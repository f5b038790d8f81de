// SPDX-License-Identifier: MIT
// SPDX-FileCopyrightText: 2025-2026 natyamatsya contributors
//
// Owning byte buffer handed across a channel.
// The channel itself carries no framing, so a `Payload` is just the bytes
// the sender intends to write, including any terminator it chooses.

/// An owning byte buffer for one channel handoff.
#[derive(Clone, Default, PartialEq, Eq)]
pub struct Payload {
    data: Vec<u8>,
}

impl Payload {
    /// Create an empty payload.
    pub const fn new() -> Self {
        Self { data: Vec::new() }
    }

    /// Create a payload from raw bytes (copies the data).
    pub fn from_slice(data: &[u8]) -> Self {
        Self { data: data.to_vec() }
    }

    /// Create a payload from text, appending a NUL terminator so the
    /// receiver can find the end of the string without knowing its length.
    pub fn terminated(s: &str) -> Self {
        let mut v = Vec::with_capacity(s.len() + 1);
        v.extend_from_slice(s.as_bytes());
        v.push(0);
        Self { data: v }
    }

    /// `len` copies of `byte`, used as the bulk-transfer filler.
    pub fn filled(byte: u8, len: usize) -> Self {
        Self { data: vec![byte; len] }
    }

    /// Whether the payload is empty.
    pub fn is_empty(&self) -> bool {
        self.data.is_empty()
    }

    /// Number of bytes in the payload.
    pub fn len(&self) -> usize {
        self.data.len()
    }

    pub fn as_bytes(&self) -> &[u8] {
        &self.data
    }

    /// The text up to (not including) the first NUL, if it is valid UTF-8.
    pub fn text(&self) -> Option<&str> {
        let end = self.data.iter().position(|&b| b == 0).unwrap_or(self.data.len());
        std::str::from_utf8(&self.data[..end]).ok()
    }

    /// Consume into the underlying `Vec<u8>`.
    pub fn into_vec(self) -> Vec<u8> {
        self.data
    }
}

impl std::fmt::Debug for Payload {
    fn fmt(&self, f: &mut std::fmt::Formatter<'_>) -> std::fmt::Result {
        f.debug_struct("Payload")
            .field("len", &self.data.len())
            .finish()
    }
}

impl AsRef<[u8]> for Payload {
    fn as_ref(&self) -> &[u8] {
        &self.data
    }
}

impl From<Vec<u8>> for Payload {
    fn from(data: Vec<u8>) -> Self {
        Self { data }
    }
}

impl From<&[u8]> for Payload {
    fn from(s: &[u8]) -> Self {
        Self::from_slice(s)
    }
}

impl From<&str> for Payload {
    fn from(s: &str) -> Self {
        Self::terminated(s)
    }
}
---
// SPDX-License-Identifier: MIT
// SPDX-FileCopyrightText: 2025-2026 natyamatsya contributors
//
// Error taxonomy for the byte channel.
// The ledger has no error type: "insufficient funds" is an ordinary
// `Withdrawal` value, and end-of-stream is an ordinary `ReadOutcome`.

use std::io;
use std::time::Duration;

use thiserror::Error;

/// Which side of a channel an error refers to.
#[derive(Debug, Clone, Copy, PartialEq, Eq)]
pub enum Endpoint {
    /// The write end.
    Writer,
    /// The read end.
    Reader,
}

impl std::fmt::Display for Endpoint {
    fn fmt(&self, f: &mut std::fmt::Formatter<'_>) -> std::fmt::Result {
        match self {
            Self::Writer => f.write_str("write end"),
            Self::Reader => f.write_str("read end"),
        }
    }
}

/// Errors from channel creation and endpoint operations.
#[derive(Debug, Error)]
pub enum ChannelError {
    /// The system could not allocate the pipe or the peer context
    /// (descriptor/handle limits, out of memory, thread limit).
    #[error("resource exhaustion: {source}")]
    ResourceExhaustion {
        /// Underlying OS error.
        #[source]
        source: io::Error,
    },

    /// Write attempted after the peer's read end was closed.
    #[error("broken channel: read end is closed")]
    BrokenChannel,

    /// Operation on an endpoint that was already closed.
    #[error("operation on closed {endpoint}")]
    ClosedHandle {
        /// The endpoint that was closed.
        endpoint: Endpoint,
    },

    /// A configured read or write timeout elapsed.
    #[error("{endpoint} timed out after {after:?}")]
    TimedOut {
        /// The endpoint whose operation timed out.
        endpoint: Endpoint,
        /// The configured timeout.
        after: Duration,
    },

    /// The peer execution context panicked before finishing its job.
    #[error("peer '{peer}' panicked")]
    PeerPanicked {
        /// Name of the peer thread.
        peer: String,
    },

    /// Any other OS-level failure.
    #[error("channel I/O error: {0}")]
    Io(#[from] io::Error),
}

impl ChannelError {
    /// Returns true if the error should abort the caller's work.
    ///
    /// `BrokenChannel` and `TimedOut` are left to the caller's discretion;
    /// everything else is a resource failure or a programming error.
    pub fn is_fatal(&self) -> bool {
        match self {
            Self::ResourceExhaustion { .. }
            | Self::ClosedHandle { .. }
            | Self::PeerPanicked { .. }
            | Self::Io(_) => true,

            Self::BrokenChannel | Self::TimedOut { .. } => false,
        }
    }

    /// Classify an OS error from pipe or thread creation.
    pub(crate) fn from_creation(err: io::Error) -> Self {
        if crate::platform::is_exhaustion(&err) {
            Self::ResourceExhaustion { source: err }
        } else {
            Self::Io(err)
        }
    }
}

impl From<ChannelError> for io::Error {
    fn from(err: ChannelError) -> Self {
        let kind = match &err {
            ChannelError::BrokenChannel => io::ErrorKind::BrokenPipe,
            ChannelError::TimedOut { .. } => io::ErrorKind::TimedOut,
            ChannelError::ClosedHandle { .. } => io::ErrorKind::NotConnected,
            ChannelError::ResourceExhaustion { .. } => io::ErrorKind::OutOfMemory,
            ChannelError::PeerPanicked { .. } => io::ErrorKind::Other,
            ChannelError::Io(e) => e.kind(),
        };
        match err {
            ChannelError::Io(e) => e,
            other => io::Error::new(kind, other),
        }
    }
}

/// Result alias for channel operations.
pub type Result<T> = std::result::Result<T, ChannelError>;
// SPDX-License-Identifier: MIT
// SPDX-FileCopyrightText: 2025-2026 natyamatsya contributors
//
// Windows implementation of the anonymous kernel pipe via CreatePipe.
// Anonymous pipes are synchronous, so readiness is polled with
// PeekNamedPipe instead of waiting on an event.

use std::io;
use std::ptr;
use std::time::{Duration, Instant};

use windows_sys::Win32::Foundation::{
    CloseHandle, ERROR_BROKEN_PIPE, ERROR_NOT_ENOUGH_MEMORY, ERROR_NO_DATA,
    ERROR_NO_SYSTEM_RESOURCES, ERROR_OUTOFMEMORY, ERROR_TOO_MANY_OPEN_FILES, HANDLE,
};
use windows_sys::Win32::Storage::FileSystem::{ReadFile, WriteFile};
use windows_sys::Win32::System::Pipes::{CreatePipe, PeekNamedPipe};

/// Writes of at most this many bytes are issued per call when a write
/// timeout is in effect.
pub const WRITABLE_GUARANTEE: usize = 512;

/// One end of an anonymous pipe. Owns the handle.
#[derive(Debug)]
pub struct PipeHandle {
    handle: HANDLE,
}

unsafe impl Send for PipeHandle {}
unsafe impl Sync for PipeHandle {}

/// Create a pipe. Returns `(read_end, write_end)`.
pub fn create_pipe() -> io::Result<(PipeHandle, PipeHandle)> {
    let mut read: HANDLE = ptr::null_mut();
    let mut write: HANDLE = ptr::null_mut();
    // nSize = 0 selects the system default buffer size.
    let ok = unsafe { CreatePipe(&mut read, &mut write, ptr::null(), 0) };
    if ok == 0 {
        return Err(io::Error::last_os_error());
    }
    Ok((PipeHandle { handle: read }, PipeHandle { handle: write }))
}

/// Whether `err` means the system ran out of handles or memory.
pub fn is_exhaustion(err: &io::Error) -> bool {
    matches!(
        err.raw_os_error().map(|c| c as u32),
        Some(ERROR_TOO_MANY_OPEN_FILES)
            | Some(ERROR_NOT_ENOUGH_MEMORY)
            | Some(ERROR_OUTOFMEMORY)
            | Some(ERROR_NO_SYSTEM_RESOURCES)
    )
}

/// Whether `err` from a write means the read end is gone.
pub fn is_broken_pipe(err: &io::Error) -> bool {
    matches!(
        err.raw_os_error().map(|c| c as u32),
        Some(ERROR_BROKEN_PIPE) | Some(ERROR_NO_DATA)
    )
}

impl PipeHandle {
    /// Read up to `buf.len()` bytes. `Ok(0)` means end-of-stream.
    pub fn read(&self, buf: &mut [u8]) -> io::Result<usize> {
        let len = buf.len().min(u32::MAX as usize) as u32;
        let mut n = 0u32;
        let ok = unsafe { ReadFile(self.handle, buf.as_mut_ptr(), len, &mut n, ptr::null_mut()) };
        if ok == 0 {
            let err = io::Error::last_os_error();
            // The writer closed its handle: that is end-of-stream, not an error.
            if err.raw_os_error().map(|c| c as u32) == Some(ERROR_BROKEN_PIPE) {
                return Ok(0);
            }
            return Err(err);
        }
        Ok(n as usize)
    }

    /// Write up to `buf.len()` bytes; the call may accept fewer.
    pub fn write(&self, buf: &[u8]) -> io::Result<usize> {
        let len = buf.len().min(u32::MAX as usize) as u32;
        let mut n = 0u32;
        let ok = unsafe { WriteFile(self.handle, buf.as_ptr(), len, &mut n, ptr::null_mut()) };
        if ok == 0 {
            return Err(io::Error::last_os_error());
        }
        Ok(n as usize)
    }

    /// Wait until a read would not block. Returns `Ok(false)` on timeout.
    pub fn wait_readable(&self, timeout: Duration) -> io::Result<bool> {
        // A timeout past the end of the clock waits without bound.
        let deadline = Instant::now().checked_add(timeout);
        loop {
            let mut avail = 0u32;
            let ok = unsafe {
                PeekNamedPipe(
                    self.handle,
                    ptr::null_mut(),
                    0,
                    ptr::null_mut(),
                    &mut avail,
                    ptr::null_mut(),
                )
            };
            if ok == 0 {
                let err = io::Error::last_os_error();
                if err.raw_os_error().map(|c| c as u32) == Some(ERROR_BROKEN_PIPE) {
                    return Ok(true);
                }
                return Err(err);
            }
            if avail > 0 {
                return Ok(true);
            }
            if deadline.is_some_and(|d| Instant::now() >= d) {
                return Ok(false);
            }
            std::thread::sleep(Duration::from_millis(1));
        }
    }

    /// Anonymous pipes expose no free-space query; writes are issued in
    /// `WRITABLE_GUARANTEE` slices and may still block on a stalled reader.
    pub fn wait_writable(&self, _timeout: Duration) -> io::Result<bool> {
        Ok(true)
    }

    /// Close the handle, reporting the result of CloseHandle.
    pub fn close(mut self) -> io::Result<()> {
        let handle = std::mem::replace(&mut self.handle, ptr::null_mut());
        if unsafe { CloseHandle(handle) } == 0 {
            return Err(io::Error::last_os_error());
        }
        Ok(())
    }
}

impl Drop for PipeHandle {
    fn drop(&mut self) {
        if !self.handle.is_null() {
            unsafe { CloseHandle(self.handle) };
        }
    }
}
==
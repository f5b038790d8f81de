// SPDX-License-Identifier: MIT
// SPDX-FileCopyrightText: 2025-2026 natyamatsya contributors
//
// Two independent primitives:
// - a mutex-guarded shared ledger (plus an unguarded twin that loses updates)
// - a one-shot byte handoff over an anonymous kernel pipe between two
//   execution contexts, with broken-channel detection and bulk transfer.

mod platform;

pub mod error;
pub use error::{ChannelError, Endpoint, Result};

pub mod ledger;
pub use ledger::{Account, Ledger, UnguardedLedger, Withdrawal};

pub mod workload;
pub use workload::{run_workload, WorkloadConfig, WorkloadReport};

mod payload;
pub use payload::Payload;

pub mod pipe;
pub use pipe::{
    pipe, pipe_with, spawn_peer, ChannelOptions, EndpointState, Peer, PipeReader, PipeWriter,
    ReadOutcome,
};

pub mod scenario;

• PROBLEM REQUIREMENTS: State the number of lines in the material holding the word "Whether". Add nothing else.

• SOLUTION FOR THIS PROBLEM: 3